Dataset records:
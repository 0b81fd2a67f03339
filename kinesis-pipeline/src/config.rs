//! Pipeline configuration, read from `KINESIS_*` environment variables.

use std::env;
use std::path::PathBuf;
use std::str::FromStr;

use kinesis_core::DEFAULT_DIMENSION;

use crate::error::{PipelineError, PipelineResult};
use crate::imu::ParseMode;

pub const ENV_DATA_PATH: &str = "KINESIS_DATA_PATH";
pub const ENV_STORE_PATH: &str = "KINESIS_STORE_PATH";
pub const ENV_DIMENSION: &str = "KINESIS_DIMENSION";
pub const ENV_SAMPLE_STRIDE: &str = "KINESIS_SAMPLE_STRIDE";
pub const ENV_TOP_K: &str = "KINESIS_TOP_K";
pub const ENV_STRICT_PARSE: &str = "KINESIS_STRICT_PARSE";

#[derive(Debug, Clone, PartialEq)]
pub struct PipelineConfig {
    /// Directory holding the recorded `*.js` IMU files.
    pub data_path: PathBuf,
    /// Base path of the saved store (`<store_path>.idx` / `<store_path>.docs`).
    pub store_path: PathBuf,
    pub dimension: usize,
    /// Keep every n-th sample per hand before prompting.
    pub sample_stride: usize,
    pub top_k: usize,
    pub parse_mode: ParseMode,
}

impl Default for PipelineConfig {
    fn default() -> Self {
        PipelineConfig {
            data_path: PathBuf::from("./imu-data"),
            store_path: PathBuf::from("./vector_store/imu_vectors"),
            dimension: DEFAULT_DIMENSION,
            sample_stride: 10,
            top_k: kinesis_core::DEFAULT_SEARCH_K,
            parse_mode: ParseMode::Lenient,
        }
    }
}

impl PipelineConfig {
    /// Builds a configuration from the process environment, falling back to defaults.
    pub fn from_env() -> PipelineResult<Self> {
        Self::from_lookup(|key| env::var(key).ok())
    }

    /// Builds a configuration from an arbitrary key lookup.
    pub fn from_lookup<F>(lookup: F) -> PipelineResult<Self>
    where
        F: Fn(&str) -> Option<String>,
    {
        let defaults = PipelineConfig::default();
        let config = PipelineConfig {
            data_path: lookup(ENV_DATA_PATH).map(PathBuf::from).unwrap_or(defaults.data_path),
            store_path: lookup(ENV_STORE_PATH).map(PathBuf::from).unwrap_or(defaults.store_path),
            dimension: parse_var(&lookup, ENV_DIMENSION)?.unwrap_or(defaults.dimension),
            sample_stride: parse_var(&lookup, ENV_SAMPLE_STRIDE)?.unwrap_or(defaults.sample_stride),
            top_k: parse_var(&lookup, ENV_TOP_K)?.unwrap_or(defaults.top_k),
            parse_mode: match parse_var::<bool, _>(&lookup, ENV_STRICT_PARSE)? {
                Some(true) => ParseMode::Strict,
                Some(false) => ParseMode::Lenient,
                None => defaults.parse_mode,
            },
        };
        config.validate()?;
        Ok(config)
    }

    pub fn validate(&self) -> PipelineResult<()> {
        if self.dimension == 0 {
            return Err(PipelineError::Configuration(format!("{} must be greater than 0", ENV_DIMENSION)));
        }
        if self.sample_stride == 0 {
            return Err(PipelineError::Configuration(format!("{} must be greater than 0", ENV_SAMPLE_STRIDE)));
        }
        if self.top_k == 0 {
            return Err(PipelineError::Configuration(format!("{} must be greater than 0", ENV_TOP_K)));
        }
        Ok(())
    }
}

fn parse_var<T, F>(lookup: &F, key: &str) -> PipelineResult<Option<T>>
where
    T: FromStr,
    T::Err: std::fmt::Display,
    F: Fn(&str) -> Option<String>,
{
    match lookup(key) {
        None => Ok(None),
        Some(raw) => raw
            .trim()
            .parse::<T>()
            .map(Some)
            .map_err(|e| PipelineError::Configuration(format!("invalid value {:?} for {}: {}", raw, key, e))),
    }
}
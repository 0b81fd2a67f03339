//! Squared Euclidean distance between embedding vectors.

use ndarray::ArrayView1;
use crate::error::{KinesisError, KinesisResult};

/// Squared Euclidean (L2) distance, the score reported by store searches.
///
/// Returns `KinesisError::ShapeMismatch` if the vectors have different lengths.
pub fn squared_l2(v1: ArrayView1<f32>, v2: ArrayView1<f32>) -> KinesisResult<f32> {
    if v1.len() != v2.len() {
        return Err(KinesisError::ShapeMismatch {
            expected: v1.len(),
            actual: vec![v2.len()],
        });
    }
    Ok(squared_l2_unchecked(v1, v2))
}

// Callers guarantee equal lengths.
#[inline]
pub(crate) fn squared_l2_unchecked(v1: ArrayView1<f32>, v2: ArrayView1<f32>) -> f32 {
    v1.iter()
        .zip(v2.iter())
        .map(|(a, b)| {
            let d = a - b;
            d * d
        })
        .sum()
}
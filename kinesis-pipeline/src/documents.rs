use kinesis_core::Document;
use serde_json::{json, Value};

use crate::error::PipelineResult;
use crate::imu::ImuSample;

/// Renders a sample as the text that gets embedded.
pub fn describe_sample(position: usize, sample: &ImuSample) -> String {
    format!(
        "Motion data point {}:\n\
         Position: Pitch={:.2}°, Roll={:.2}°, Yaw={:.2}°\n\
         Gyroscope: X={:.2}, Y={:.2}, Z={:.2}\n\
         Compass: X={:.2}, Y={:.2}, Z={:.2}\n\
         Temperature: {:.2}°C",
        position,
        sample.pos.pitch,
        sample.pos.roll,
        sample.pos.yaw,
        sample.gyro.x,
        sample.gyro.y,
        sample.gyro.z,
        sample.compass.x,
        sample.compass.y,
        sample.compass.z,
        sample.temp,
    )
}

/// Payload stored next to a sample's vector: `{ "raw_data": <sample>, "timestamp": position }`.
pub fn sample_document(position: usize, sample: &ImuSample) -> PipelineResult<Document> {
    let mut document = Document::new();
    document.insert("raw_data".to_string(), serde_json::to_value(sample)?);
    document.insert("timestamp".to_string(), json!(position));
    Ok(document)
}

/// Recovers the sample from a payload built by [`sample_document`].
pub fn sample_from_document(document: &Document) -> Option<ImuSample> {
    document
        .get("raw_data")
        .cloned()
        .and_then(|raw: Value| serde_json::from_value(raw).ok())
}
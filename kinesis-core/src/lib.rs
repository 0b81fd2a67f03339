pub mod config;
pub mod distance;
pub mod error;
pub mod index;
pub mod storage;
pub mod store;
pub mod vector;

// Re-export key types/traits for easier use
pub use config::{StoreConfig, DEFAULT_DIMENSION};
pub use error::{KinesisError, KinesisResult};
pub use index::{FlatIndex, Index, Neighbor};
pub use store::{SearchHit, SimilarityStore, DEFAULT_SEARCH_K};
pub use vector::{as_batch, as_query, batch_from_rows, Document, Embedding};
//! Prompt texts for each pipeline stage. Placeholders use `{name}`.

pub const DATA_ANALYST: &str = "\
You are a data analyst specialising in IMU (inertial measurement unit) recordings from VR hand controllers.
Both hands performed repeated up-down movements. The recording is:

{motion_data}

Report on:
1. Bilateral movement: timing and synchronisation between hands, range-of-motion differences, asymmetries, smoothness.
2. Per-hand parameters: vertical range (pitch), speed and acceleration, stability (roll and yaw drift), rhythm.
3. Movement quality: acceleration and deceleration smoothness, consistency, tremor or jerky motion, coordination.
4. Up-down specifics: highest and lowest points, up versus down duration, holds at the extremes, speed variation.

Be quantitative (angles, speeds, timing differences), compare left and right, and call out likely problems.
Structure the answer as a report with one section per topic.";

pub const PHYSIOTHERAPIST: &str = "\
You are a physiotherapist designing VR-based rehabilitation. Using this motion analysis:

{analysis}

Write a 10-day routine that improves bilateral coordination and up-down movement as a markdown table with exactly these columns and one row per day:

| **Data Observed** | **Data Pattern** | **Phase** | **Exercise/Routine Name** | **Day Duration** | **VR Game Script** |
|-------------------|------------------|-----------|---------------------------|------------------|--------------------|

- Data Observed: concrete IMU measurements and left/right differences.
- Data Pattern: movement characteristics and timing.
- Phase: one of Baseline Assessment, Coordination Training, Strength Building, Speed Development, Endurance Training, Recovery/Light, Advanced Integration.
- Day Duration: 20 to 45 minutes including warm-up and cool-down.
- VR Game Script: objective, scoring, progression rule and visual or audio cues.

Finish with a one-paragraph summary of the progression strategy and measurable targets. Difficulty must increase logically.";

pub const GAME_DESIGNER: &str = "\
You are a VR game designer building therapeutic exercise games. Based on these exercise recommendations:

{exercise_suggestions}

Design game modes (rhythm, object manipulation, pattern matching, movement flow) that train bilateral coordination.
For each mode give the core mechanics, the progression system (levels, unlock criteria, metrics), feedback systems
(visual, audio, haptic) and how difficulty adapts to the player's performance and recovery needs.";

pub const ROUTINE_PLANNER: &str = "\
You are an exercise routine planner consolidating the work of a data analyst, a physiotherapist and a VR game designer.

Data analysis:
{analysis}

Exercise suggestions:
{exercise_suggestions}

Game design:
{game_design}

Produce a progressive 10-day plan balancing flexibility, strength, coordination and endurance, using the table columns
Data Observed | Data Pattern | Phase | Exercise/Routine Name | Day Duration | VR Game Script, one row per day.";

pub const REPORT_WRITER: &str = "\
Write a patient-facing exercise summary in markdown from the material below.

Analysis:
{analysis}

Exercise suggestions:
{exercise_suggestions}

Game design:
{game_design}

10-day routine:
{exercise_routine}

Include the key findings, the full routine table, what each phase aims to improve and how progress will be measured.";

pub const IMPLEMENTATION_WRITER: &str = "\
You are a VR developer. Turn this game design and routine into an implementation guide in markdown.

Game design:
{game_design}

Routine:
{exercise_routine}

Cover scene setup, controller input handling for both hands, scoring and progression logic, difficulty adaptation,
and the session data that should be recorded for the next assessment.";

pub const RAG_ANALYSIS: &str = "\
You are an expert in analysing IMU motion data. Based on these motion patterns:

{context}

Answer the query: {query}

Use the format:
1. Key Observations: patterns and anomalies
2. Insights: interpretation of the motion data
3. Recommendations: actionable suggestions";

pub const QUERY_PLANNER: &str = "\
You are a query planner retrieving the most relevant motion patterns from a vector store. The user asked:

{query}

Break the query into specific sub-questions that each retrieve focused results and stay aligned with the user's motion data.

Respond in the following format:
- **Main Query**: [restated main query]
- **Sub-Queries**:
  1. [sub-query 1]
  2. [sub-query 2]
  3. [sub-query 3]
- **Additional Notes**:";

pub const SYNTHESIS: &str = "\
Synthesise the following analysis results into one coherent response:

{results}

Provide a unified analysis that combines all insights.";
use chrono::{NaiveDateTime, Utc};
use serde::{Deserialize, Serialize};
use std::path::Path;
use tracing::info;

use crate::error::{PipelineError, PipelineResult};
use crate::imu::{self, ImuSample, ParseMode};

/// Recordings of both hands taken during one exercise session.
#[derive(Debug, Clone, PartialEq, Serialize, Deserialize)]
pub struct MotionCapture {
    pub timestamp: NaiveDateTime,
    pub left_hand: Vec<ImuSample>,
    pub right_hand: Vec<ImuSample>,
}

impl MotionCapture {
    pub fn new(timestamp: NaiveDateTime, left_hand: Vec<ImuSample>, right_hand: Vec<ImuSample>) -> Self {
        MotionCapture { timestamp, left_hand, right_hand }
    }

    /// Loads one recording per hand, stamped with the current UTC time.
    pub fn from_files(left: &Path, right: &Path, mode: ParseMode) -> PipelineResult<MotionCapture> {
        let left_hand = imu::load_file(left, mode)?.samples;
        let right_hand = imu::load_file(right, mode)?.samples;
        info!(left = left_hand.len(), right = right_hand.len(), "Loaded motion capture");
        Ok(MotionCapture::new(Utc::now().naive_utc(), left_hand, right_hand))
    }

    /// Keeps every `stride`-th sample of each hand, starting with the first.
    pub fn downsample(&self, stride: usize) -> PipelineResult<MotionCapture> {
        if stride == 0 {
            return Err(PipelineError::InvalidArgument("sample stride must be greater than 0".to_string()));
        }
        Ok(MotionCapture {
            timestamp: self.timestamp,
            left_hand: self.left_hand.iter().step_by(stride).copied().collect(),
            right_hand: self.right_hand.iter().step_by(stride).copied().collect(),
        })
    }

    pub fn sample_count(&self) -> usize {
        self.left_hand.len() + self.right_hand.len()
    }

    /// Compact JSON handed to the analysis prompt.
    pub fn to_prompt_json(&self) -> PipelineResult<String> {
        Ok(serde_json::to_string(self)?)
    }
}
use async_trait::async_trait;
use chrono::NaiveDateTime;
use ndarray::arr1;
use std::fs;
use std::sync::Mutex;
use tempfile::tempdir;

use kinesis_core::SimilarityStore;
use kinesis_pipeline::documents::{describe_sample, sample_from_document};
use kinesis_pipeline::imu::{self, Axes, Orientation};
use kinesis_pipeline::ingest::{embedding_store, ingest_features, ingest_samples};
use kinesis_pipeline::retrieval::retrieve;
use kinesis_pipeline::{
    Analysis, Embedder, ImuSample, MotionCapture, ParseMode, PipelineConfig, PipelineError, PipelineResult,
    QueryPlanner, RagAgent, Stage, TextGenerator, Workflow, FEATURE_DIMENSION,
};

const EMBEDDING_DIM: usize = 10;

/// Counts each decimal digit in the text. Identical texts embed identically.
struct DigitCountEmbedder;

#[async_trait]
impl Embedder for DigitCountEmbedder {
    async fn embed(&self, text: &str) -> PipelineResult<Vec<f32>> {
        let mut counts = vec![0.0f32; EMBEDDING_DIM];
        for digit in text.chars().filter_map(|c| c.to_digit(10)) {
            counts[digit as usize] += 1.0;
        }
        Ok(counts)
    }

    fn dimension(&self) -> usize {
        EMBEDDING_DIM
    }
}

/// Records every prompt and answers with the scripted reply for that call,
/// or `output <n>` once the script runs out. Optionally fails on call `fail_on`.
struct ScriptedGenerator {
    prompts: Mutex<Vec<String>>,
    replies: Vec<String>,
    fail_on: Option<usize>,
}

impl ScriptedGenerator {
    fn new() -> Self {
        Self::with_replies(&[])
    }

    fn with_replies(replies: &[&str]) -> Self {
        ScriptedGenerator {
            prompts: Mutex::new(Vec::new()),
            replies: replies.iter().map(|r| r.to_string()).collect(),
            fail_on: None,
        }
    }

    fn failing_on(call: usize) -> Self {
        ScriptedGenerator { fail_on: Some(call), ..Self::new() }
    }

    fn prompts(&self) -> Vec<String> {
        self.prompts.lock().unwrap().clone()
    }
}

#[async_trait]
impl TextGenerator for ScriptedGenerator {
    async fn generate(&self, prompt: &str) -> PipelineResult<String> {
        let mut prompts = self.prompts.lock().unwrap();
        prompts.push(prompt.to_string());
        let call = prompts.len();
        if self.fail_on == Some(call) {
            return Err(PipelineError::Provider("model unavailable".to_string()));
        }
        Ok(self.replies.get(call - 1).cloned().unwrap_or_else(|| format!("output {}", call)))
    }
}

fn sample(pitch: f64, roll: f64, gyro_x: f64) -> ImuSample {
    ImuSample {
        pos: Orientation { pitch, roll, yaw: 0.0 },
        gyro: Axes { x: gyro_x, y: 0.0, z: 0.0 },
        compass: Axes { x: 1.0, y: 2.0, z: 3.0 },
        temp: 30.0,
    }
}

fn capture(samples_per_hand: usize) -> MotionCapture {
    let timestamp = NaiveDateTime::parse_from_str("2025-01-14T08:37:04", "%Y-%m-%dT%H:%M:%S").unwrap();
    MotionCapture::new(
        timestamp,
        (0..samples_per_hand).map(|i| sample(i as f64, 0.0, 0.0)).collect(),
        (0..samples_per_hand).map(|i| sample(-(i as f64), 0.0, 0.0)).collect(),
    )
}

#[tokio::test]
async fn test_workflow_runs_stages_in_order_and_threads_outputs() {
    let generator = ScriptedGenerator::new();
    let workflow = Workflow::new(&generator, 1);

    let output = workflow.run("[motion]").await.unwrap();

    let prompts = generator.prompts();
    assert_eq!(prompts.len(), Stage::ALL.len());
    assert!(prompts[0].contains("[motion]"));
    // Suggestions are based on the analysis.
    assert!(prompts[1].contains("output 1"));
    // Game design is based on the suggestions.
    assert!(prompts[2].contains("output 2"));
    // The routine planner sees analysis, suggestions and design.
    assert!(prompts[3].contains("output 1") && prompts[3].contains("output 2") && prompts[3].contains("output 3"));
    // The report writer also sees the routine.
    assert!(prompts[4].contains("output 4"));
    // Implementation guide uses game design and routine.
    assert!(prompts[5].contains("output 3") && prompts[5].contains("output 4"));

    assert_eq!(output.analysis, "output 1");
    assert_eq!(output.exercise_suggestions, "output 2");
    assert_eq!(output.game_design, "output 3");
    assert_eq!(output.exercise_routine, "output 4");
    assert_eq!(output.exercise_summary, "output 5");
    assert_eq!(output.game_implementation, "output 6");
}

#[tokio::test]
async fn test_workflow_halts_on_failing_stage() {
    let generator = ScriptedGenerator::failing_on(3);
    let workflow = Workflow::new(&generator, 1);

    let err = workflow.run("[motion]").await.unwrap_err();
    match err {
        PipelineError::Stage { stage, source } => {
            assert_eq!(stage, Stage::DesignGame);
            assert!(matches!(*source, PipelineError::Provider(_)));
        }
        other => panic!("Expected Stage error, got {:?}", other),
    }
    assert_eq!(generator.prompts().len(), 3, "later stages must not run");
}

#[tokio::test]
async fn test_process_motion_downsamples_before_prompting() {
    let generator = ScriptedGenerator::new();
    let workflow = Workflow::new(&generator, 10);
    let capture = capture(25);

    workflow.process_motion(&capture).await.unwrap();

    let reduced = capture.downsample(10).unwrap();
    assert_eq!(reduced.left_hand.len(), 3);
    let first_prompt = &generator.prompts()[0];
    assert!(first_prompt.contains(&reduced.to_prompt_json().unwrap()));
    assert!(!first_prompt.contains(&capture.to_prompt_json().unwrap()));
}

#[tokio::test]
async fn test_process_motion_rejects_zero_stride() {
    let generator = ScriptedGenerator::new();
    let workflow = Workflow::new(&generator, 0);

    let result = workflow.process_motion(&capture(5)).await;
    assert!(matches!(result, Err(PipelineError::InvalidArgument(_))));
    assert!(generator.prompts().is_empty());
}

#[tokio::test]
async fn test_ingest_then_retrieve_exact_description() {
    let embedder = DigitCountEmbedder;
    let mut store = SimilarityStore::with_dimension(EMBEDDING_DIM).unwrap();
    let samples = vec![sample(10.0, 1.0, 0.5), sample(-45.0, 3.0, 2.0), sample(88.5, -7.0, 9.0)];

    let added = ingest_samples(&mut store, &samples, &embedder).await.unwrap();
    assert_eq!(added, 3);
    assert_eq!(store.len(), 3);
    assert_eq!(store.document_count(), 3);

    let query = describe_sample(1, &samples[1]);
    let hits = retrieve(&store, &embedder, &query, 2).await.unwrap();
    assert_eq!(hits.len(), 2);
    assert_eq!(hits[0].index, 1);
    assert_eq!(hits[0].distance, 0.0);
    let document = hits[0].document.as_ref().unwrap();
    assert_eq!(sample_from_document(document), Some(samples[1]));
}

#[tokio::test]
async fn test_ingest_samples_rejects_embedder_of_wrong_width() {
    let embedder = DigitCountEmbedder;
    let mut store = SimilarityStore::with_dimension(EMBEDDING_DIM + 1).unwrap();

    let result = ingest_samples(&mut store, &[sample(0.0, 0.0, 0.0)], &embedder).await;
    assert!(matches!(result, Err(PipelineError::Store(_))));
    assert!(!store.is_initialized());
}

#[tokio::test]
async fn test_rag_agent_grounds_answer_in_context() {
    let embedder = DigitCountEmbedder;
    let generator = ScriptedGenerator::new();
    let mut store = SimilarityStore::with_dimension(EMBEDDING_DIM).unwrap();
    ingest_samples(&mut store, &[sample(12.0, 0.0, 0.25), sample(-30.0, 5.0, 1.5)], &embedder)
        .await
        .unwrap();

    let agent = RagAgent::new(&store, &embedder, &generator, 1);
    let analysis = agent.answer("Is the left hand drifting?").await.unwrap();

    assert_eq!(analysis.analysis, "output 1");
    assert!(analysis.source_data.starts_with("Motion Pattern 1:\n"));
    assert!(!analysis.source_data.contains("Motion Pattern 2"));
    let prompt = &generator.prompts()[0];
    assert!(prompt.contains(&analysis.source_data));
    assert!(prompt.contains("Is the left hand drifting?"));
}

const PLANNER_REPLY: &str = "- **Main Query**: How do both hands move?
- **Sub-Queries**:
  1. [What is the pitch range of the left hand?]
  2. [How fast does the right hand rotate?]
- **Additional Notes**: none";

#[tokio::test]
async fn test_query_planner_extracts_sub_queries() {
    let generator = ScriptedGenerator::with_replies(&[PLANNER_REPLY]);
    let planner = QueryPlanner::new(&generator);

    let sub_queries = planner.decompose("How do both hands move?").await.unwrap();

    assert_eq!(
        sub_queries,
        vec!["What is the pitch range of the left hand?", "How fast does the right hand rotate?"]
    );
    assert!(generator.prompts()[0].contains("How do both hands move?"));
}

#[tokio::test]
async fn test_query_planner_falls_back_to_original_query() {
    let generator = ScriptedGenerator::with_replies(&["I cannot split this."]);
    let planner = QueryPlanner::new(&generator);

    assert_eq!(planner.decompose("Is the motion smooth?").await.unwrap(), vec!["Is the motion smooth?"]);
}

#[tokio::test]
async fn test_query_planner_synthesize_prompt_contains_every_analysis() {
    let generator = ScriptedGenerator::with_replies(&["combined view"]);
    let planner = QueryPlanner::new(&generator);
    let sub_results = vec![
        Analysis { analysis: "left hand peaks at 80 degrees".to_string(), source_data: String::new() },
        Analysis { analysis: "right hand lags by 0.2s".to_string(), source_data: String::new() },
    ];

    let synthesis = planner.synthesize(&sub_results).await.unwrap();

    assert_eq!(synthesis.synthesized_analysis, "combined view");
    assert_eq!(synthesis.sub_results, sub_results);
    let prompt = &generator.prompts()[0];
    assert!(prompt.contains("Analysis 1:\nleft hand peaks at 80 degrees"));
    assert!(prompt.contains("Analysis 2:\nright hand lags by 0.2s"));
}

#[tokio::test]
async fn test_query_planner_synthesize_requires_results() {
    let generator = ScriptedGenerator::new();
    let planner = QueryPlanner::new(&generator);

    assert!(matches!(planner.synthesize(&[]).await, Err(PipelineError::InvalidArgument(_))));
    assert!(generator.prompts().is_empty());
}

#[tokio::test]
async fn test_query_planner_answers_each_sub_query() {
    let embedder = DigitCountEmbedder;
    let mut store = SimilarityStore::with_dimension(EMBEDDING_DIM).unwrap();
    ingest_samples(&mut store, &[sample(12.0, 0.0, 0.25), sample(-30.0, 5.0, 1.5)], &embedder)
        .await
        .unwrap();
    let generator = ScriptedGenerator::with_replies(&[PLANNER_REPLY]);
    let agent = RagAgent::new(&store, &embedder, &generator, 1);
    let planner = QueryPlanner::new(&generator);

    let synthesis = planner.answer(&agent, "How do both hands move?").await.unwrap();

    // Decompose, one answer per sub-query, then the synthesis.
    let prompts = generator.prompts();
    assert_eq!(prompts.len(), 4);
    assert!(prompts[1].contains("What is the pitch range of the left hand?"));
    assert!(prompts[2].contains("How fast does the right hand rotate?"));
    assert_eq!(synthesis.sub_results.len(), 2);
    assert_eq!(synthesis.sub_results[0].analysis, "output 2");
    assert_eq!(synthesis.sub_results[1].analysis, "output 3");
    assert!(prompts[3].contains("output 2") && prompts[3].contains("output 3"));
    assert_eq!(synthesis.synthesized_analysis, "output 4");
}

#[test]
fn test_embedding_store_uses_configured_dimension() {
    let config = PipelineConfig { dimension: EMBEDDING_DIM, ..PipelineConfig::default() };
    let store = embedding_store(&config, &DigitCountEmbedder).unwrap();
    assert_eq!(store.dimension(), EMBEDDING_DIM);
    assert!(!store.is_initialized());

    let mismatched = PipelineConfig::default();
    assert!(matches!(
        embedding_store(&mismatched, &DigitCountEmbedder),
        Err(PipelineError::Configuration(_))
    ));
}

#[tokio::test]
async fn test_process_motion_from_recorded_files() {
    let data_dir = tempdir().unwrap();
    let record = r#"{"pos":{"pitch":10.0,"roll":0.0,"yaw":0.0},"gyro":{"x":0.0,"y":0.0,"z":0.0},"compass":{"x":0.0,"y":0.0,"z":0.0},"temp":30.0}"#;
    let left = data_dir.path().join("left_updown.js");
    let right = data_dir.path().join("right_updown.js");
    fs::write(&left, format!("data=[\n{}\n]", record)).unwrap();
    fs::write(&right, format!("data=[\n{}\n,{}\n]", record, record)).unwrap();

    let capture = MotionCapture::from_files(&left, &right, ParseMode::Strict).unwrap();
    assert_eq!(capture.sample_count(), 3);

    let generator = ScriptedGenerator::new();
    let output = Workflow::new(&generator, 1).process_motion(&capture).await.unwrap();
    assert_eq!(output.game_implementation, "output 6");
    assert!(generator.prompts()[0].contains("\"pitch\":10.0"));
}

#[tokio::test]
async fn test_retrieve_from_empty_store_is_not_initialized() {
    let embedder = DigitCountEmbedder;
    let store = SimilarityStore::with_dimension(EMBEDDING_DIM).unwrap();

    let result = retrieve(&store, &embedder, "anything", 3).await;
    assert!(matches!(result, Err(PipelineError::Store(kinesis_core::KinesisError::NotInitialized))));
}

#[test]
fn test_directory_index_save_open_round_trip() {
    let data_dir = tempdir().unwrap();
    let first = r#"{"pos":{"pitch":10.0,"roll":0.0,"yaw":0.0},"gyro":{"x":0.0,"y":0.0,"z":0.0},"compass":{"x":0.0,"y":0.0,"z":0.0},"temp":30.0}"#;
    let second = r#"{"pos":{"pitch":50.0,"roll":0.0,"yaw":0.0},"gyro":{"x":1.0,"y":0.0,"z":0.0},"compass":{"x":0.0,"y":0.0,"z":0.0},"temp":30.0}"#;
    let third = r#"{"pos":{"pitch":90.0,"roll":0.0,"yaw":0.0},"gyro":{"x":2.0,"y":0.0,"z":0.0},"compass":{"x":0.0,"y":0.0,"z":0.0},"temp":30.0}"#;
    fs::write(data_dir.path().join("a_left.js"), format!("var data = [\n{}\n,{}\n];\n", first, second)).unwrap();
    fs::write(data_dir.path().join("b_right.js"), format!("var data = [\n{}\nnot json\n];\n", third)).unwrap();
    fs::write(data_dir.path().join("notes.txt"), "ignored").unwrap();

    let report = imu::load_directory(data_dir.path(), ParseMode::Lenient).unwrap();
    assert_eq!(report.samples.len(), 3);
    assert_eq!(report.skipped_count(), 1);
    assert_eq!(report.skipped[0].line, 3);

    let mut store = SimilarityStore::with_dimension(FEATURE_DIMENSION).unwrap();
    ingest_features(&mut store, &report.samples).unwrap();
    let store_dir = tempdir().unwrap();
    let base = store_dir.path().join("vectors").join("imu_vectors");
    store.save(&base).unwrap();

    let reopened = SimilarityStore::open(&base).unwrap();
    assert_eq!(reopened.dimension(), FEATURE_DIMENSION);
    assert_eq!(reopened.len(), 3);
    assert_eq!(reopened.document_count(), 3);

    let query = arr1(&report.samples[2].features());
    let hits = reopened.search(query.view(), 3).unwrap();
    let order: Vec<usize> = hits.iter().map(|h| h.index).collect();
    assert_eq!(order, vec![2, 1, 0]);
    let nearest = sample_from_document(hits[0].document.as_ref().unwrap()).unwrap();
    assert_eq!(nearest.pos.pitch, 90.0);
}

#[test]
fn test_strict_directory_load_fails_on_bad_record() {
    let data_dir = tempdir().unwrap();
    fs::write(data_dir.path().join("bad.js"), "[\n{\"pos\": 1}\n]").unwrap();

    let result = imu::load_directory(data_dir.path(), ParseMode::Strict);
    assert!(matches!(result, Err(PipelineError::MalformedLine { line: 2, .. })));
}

Task statement:
For each line of the entries that contains the word "scoring", make a copy.

Written answer:
- VR Game Script: objective, scoring, progression rule and visual or audio cues.
Cover scene setup, controller input handling for both hands, scoring and progression logic, difficulty adaptation,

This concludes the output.